We further assessed the quality of our genome assemblies in a number of ways. First, the presence of centrimeric repeats CentGm-1/2 were found in all 20 chromosomes for all genome assemblies. We assessed the completion and accuracy of the assemblies using BUSCO89 and re-mapping of Illumina short read data. We observed an average of 96.98% complete BUSCO alignment and an average 99.75% remapping rate.

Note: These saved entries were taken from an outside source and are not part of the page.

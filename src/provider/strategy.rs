//! Provider strategy hooks that customize implicit-flow requests.
//!
//! Implementations decorate outgoing authorization requests and classify the `error` codes a
//! provider puts in the response fragment, without tying the broker to a particular provider.

// self
use crate::{_prelude::*, oauth::RequestKind};

/// Strategy hook that allows providers to decorate requests and classify errors.
///
/// Implementors are required to be `Send + Sync`. Override only what you need:
/// `augment_authorize_request` has a default no-op implementation.
pub trait ProviderStrategy: Send + Sync {
	/// Maps a provider error response into the broker taxonomy.
	fn classify_error(&self, ctx: &ProviderErrorContext) -> ProviderErrorKind;

	/// Gives providers a chance to add query parameters before the navigation starts.
	///
	/// Parameters already present in `params` (resource, nonce, hints) may be overwritten.
	fn augment_authorize_request(
		&self,
		_kind: RequestKind,
		_params: &mut BTreeMap<String, String>,
	) {
	}
}

/// Canonical provider error categories used by strategies.
#[derive(Clone, Copy, Debug, PartialEq, Eq)]
pub enum ProviderErrorKind {
	/// The provider needs the user in front of it (sign-in, consent, account picker).
	InteractionRequired,
	/// The user or an administrator refused the request.
	AccessDenied,
	/// Failure is temporary on the provider side.
	Transient,
	/// Anything else; surfaced to the caller verbatim.
	Other,
}
impl ProviderErrorKind {
	/// `true` when the failure means the provider session needs user interaction.
	pub const fn requires_interaction(self) -> bool {
		matches!(self, Self::InteractionRequired)
	}
}

/// Context passed to provider strategies when classifying an error response.
#[derive(Clone, Debug, PartialEq, Eq)]
pub struct ProviderErrorContext {
	/// Request that produced the error.
	pub kind: RequestKind,
	/// Provider-supplied OAuth `error` field.
	pub oauth_error: String,
	/// Provider-supplied OAuth `error_description` field, truncated for logging.
	pub error_description: Option<String>,
}
impl ProviderErrorContext {
	const DESCRIPTION_PREVIEW_LIMIT: usize = 256;

	/// Creates a new context for the provided request kind and `error` code.
	pub fn new(kind: RequestKind, oauth_error: impl Into<String>) -> Self {
		Self { kind, oauth_error: oauth_error.into(), error_description: None }
	}

	/// Adds the OAuth `error_description` field.
	pub fn with_error_description(mut self, description: impl Into<String>) -> Self {
		self.error_description = Some(truncate_preview(description.into()));

		self
	}
}

/// Default strategy for OIDC-style providers.
///
/// It prioritizes the structured `error` code, then falls back to provider error codes
/// embedded in `error_description`.
#[derive(Debug, Default)]
pub struct DefaultProviderStrategy;
impl Display for DefaultProviderStrategy {
	fn fmt(&self, f: &mut Formatter) -> FmtResult {
		f.write_str("default-provider-strategy")
	}
}
impl ProviderStrategy for DefaultProviderStrategy {
	fn classify_error(&self, ctx: &ProviderErrorContext) -> ProviderErrorKind {
		match_exact_value(&ctx.oauth_error)
			.or_else(|| classify_description(ctx.error_description.as_deref()))
			.unwrap_or(ProviderErrorKind::Other)
	}
}

fn truncate_preview(body: String) -> String {
	if body.chars().count() <= ProviderErrorContext::DESCRIPTION_PREVIEW_LIMIT {
		return body;
	}

	let mut buf = String::new();

	for (idx, ch) in body.chars().enumerate() {
		if idx >= ProviderErrorContext::DESCRIPTION_PREVIEW_LIMIT {
			buf.push('…');

			break;
		}
		buf.push(ch);
	}

	buf
}

fn match_exact_value(value: &str) -> Option<ProviderErrorKind> {
	if value.eq_ignore_ascii_case("interaction_required")
		|| value.eq_ignore_ascii_case("login_required")
		|| value.eq_ignore_ascii_case("consent_required")
		|| value.eq_ignore_ascii_case("account_selection_required")
	{
		Some(ProviderErrorKind::InteractionRequired)
	} else if value.eq_ignore_ascii_case("access_denied")
		|| value.eq_ignore_ascii_case("unauthorized_client")
	{
		Some(ProviderErrorKind::AccessDenied)
	} else if value.eq_ignore_ascii_case("temporarily_unavailable")
		|| value.eq_ignore_ascii_case("server_error")
	{
		Some(ProviderErrorKind::Transient)
	} else {
		None
	}
}

fn classify_description(description: Option<&str>) -> Option<ProviderErrorKind> {
	let lowered = description?.to_ascii_lowercase();

	match lowered.as_str() {
		// Azure AD: no signed-in user (50058), consent missing (65001), MFA needed (50076/50079).
		text if ["aadsts50058", "aadsts65001", "aadsts50076", "aadsts50079"]
			.iter()
			.any(|code| text.contains(code)) =>
			Some(ProviderErrorKind::InteractionRequired),
		text if text.contains("interaction_required") || text.contains("login_required") =>
			Some(ProviderErrorKind::InteractionRequired),
		_ => None,
	}
}

#[cfg(test)]
mod tests {
	// self
	use super::*;

	fn classify(error: &str, description: Option<&str>) -> ProviderErrorKind {
		let mut ctx = ProviderErrorContext::new(RequestKind::RenewToken, error);

		if let Some(description) = description {
			ctx = ctx.with_error_description(description);
		}

		DefaultProviderStrategy.classify_error(&ctx)
	}

	#[test]
	fn interaction_codes_are_recognized() {
		let codes = [
			"interaction_required",
			"login_required",
			"consent_required",
			"account_selection_required",
		];

		for code in codes {
			assert_eq!(classify(code, None), ProviderErrorKind::InteractionRequired, "{code}");
		}

		assert_eq!(classify("LOGIN_REQUIRED", None), ProviderErrorKind::InteractionRequired);
	}

	#[test]
	fn description_codes_refine_unknown_errors() {
		assert_eq!(
			classify("invalid_request", Some("AADSTS50058: A silent sign-in request was sent.")),
			ProviderErrorKind::InteractionRequired
		);
		assert_eq!(
			classify("invalid_resource", Some("No such resource.")),
			ProviderErrorKind::Other
		);
		assert_eq!(classify("access_denied", None), ProviderErrorKind::AccessDenied);
		assert_eq!(classify("server_error", None), ProviderErrorKind::Transient);
	}

	#[test]
	fn long_descriptions_are_truncated() {
		let ctx = ProviderErrorContext::new(RequestKind::Login, "server_error")
			.with_error_description("x".repeat(400));
		let description = ctx.error_description.expect("Description should be kept.");

		assert_eq!(
			description.chars().count(),
			ProviderErrorContext::DESCRIPTION_PREVIEW_LIMIT + 1
		);
		assert!(description.ends_with('…'));
	}
}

Next, a high accuracy genome assembly would expect a very low level of homozygous SNVs from the remapping analysis and as expected we see an average of 0.00037% homozygous SNVs and 0.0073% heterozygous SNVs indicating the low error rates in these assemblies (Table 3).

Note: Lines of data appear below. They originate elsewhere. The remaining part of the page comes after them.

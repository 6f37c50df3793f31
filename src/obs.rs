//! Optional observability helpers for broker operations.
//!
//! # Feature Flags
//!
//! - Enable `tracing` to emit structured spans named `oauth2_implicit.operation` with the
//!   `operation`, `stage` (call site), and `resource` fields, plus events for correlation
//!   mismatches, renewal timeouts, timer arming, and escalation to interactive login.
//! - Enable `metrics` to increment the `oauth2_implicit_operation_total` counter for every
//!   attempt/success/failure, labeled by `operation` + `outcome`, and the
//!   `oauth2_implicit_renewal_total` counter for every settled renewal, labeled by `outcome`.

mod metrics;
mod tracing;

pub use metrics::*;
pub use tracing::*;

// self
use crate::_prelude::*;

/// Broker operations observed by spans and counters.
#[derive(Clone, Copy, Debug, PartialEq, Eq, Hash)]
pub enum Operation {
	/// Consumer token acquisition.
	Acquire,
	/// Hidden-frame renewal of one resource.
	SilentRenew,
	/// Renewal fired by the login-token expiry timer.
	ScheduledRenew,
	/// Interactive login redirect.
	Login,
	/// Logout redirect.
	Logout,
	/// Provider response handling.
	Callback,
}
impl Operation {
	/// Returns a stable label suitable for span or metric fields.
	pub const fn as_str(self) -> &'static str {
		match self {
			Operation::Acquire => "acquire",
			Operation::SilentRenew => "silent_renew",
			Operation::ScheduledRenew => "scheduled_renew",
			Operation::Login => "login",
			Operation::Logout => "logout",
			Operation::Callback => "callback",
		}
	}
}
impl Display for Operation {
	fn fmt(&self, f: &mut Formatter) -> FmtResult {
		f.write_str(self.as_str())
	}
}

/// Outcome labels recorded for each operation.
#[derive(Clone, Copy, Debug, PartialEq, Eq, Hash)]
pub enum OperationOutcome {
	/// Entry to a broker operation.
	Attempt,
	/// Successful completion.
	Success,
	/// Failure propagated back to the caller.
	Failure,
}
impl OperationOutcome {
	/// Returns a stable label suitable for span or metric fields.
	pub const fn as_str(self) -> &'static str {
		match self {
			OperationOutcome::Attempt => "attempt",
			OperationOutcome::Success => "success",
			OperationOutcome::Failure => "failure",
		}
	}
}
impl Display for OperationOutcome {
	fn fmt(&self, f: &mut Formatter) -> FmtResult {
		f.write_str(self.as_str())
	}
}
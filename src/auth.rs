//! Auth-domain identifiers, cached token entries, ID-token claims, and the user session.

pub mod claims;
pub mod id;
pub mod session;
pub mod token;

pub use claims::*;
pub use id::*;
pub use session::*;
pub use token::{entry::*, secret::*};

Genome comparison with soybean reference genome Williams 82

IGA1008 is a soybean cultivar derived from Williams 82. Between IGA1008 and the W82_v4 assemblies, we identified 0.38 million SNVs, 0.14 million small indels, 3,203 large indels (>100 bp), 255 translocation-like and 135 inversion-like events. These events do not border or cross assembly gaps and may represent genomic variations between the two W82 lines.

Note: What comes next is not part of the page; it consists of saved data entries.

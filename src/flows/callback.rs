//! Provider responses fed back by the host.
//!
//! A response is matched by its `state`: first against the pending interactive login, then
//! against the persisted renewal markers. A hidden frame sharing the storage consumes the marker
//! itself, so a response it relays to the opener is then matched against the opener's pending
//! renewals and settles them from the shared cache. Anything else is a correlation mismatch; it
//! is logged and discarded without touching the cache or the session. Matched responses are
//! consumed, so replaying one is a mismatch too.

// std
use std::sync::atomic::Ordering;
// self
use crate::{
	_prelude::*,
	auth::{IdTokenClaims, ResourceId, TokenSecret},
	cache::RenewalMarker,
	correlate::RenewalOutcome,
	flows::Broker,
	oauth::{ProviderResponse, RequestKind},
	obs::{self, Operation, OperationOutcome, OperationSpan},
};

const INVALID_ID_TOKEN: &str = "invalid_id_token";
const MISSING_TOKEN: &str = "missing_token";

/// What [`Broker::handle_callback`] did with a response.
#[derive(Clone, Debug, PartialEq, Eq)]
pub enum CallbackOutcome {
	/// The fragment was not a provider response; nothing changed.
	NotCallback,
	/// The `state` matched no pending request; the response was discarded.
	Mismatch,
	/// Interactive login completed.
	LoggedIn {
		/// Display name of the signed-in user.
		user_name: String,
		/// Address the user was on when the login started.
		return_to: Option<Url>,
	},
	/// Interactive login failed.
	LoginFailed {
		/// OAuth `error` code (or a local code for unusable ID tokens).
		code: String,
		/// Error description.
		description: Option<String>,
	},
	/// A silent renewal stored a new token.
	Renewed {
		/// Renewed resource.
		resource: ResourceId,
	},
	/// A silent renewal failed.
	RenewalFailed {
		/// Resource whose renewal failed.
		resource: ResourceId,
		/// OAuth `error` code (or a local code for unusable ID tokens).
		code: String,
		/// Error description.
		description: Option<String>,
	},
}

impl Broker {
	/// Handles the URL fragment of the current document (or of a hidden frame).
	///
	/// The fragment is stripped from the visible address whenever it carried a provider
	/// response, whether or not the response matched.
	pub fn handle_callback(&self, fragment: &str) -> Result<CallbackOutcome> {
		let Some(response) = ProviderResponse::from_fragment(fragment) else {
			return Ok(CallbackOutcome::NotCallback);
		};
		let outcome = self.handle_response(response);

		self.inner.navigator.clear_fragment();

		outcome
	}

	/// Handles a response relayed without a URL (for example a frame message).
	pub fn handle_response(&self, response: ProviderResponse) -> Result<CallbackOutcome> {
		const OPERATION: Operation = Operation::Callback;

		let _span = OperationSpan::new(OPERATION, "handle_response").entered();

		obs::record_operation_outcome(OPERATION, OperationOutcome::Attempt);

		let result = self.dispatch(response);

		match &result {
			Ok(CallbackOutcome::LoggedIn { .. } | CallbackOutcome::Renewed { .. }) =>
				obs::record_operation_outcome(OPERATION, OperationOutcome::Success),
			_ => obs::record_operation_outcome(OPERATION, OperationOutcome::Failure),
		}

		result
	}

	fn dispatch(&self, response: ProviderResponse) -> Result<CallbackOutcome> {
		let store = &self.inner.store;
		let Some(state) = response.state.clone() else {
			#[cfg(feature = "tracing")]
			tracing::warn!("Discarding a provider response without state.");

			return Ok(CallbackOutcome::Mismatch);
		};

		if store.login_state()?.as_deref() == Some(state.as_str()) {
			return self.complete_login(response);
		}
		if let Some(marker) = store.take_renewal(&state)? {
			return self.complete_renewal(&state, marker, response);
		}
		if let Some(resource) = self.inner.correlator.resource(&state) {
			return self.complete_relayed_renewal(&state, resource, response);
		}

		#[cfg(feature = "tracing")]
		tracing::warn!(state = %state, "Discarding a provider response for an unknown state.");

		Ok(CallbackOutcome::Mismatch)
	}

	fn complete_login(&self, response: ProviderResponse) -> Result<CallbackOutcome> {
		let inner = &self.inner;
		let store = &inner.store;
		let nonce = store.login_nonce()?;
		let return_to = store.login_request()?.and_then(|raw| Url::parse(&raw).ok());
		let expires_in = response.expires_in();

		store.finish_login()?;
		inner.login_in_progress.store(false, Ordering::SeqCst);

		let (code, description) = match (response.error, response.id_token) {
			(Some(code), _) => (code, response.error_description),
			(None, Some(id_token)) => match self.accept_id_token(&id_token, nonce.as_deref()) {
				Ok(claims) => {
					let expires_at = claims
						.expires_at()
						.unwrap_or_else(|| self.now().saturating_add(expires_in));

					store.set_id_token(&id_token)?;
					store.put(&inner.client_resource, id_token, expires_at)?;
					store.clear_error(&inner.client_resource)?;
					store.clear_login_error()?;

					let session = self.refresh_data_from_cache()?;
					let login_entry = if session.authenticated {
						store.get(&inner.config.login_resource)?
					} else {
						None
					};

					if let Some(entry) = login_entry {
						self.arm_expiry(entry.expires_at);
					}

					let user_name = session.user_name;

					return Ok(CallbackOutcome::LoggedIn { user_name, return_to });
				},
				Err(e) => (INVALID_ID_TOKEN.to_owned(), Some(e.to_string())),
			},
			(None, None) =>
				(MISSING_TOKEN.to_owned(), Some("Login response carried no ID token.".into())),
		};

		store.set_login_error(description.as_deref().unwrap_or(&code))?;

		let mut session = inner.session.write();

		session.authenticated = false;
		session.last_error = Some(description.clone().unwrap_or_else(|| code.clone()));

		Ok(CallbackOutcome::LoginFailed { code, description })
	}

	fn complete_renewal(
		&self,
		state: &str,
		marker: RenewalMarker,
		response: ProviderResponse,
	) -> Result<CallbackOutcome> {
		let resource = marker.resource;
		let expires_in = response.expires_in();
		let kind = if marker.nonce.is_some() {
			RequestKind::RenewIdToken
		} else {
			RequestKind::RenewToken
		};
		let accepted = match (response.error, kind) {
			(Some(code), _) => Err((code, response.error_description)),
			(None, RequestKind::RenewIdToken) => match response.id_token {
				Some(id_token) => match self.accept_id_token(&id_token, marker.nonce.as_deref()) {
					Ok(claims) => Ok((id_token, claims.expires_at())),
					Err(e) => Err((INVALID_ID_TOKEN.to_owned(), Some(e.to_string()))),
				},
				None => Err((MISSING_TOKEN.to_owned(), None)),
			},
			(None, _) => match response.access_token.or(response.id_token) {
				Some(token) => Ok((token, None)),
				None => Err((MISSING_TOKEN.to_owned(), None)),
			},
		};
		let (outcome, callback) = match accepted {
			Ok((token, claimed_expiry)) => {
				let expires_at =
					claimed_expiry.unwrap_or_else(|| self.now().saturating_add(expires_in));

				self.store_renewed_token(&resource, kind, token.clone(), expires_at)?;

				let renewed = CallbackOutcome::Renewed { resource: resource.clone() };

				(RenewalOutcome::Token(token), renewed)
			},
			Err((code, description)) => {
				self.record_renewal_error(&resource, kind, &code, description.as_deref())?;

				let outcome =
					RenewalOutcome::Error { code: code.clone(), description: description.clone() };
				let failed = CallbackOutcome::RenewalFailed {
					resource: resource.clone(),
					code,
					description,
				};

				(outcome, failed)
			},
		};

		self.finish_renewal(state, &resource, outcome, callback)
	}

	// The context that received the response consumed the marker and already wrote the token
	// or the error to the shared storage; only the local waiters are left to settle.
	fn complete_relayed_renewal(
		&self,
		state: &str,
		resource: ResourceId,
		response: ProviderResponse,
	) -> Result<CallbackOutcome> {
		let store = &self.inner.store;
		let kind = if self.is_client_resource(&resource) {
			RequestKind::RenewIdToken
		} else {
			RequestKind::RenewToken
		};
		let cached =
			if response.error.is_none() { store.valid_entry(&resource, self.now())? } else { None };
		let (outcome, callback) = match cached {
			Some(entry) => {
				if self.is_login_resource(&resource) || matches!(kind, RequestKind::RenewIdToken) {
					self.refresh_data_from_cache()?;
				}

				let renewed = CallbackOutcome::Renewed { resource: resource.clone() };

				(RenewalOutcome::Token(entry.token), renewed)
			},
			None => {
				let code = response.error.unwrap_or_else(|| MISSING_TOKEN.to_owned());
				let description = match response.error_description {
					Some(description) => Some(description),
					None => store.error(&resource)?,
				};

				self.record_renewal_error(&resource, kind, &code, description.as_deref())?;

				let outcome =
					RenewalOutcome::Error { code: code.clone(), description: description.clone() };
				let failed = CallbackOutcome::RenewalFailed {
					resource: resource.clone(),
					code,
					description,
				};

				(outcome, failed)
			},
		};

		self.finish_renewal(state, &resource, outcome, callback)
	}

	fn finish_renewal(
		&self,
		state: &str,
		resource: &ResourceId,
		outcome: RenewalOutcome,
		callback: CallbackOutcome,
	) -> Result<CallbackOutcome> {
		let inner = &self.inner;

		self.cancel_renewal_timeout(state);

		if matches!(outcome, RenewalOutcome::Token(_)) {
			inner.renewal_metrics.record_succeeded();
		} else {
			inner.renewal_metrics.record_failed();
		}
		// Waiters live in whichever broker started the renewal; it may not be this one.
		if inner.correlator.contains(state) {
			inner.correlator.resolve(state, outcome);
		}

		let login_entry = match &callback {
			CallbackOutcome::Renewed { .. } if self.is_login_resource(resource) =>
				inner.store.get(resource)?,
			_ => None,
		};

		if let Some(entry) = login_entry {
			self.arm_expiry(entry.expires_at);
		}

		Ok(callback)
	}

	fn store_renewed_token(
		&self,
		resource: &ResourceId,
		kind: RequestKind,
		token: TokenSecret,
		expires_at: OffsetDateTime,
	) -> Result<()> {
		let store = &self.inner.store;

		if matches!(kind, RequestKind::RenewIdToken) {
			store.set_id_token(&token)?;
		}

		store.put(resource, token, expires_at)?;
		store.clear_error(resource)?;

		if self.is_login_resource(resource) || matches!(kind, RequestKind::RenewIdToken) {
			store.clear_login_error()?;
			self.refresh_data_from_cache()?;
		}

		Ok(())
	}

	fn record_renewal_error(
		&self,
		resource: &ResourceId,
		kind: RequestKind,
		code: &str,
		description: Option<&str>,
	) -> Result<()> {
		#[cfg(feature = "tracing")]
		tracing::warn!(resource = %resource, code, kind = %kind, "Silent renewal failed.");
		#[cfg(not(feature = "tracing"))]
		let _ = kind;

		self.inner.store.set_error(resource, description.unwrap_or(code))?;

		if self.is_login_resource(resource) {
			let mut session = self.inner.session.write();

			session.authenticated = false;
			session.token = None;
			session.last_error = Some(description.unwrap_or(code).to_owned());
		}

		Ok(())
	}

	fn accept_id_token(
		&self,
		id_token: &TokenSecret,
		expected_nonce: Option<&str>,
	) -> Result<IdTokenClaims> {
		let claims = IdTokenClaims::decode(id_token.expose())?;

		claims.verify_nonce(expected_nonce)?;
		claims.verify_audience(&self.inner.config.client_id)?;

		Ok(claims)
	}
}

Gene set completeness assessment

The numbers of protein-coding genes annotated for these cultivars were highly similar, ranging between 57,286 and 58,392 genes. We used BUSCO to evaluate the completion of our gene annotation and found that over 96% of the 1440 genes were found completely (Table 4).

Structural variation assessment

IGV92 was used to visually inspect many structural variations. We also examined known structural variations for their presence in the 8 genomes and our data confirmed the 40Kb Williams 82-specific insertion on Chromosome 15 (Supplementary Fig. 1)7,26, the I-locus inversion event (Supplementary Fig. 2)26 and the large deletion (~15Kb) affecting the E3 gene (Supplementary Fig. 3)27.

Usage Notes

Identifying variations in known genes

The resources generated in this dataset allows one to search for genomic variations in genes of interest. For instance, we were able to identify nonsense mutations in the E2 gene as well as frameshift indels in J and FT1b (Supplementary Fig. 3). These resources, such as the indel found in FT1b, has not been characterized before and provide candidate alleles for further soybean research.

PAV gene screening

As more soybean genomic resources become available, one can take a pan-genome approach to identify genomic variations that are unique or shared between different soybean accessions. As a demonstration, we included 5 additional soybean genomes (ZH1328, W0526, Lee3, PI4834633, W823) to identify genomic variations that are shared in a subset of the genomes (Fig. 2). These 5 genomes were chosen for their genome assembly quality, which were improved using sequencing technologies with longer reads. We identified 60 genes that were found in 3 wild soybeans but missing or truncated in the other 10 cultivated soybeans and 185 genes found missing or truncated in all 3 wild soybeans (Supplementary Table 3). Analyses such as this could generate additional resources to further soybean research and crop improvement.

Fig. 2
figure 2

Genomic variations of 12 soybeans compared to IGA1008 genome. The rings are in the following order from outer-most to inner-most: IGA1008 chromosomes (navy blue), PAV regions with dark red representing PV and dark green representing AV, a set of blue histograms represent SNP density in 400Kb window, the set of orange histograms represent small indel density in 400Kb window, the set of green histograms represent the large indel sizes, the inner-most set of dark blue highlights represent inversions. Each set depicts the variation of 12 soybeans ordered from outside to inside: IGA1001, IGA1002, IGA1003, IGA1004, IGA1005, IGA1006, IGA1007, ZH13, W05, Lee, PI483463, W82_v4.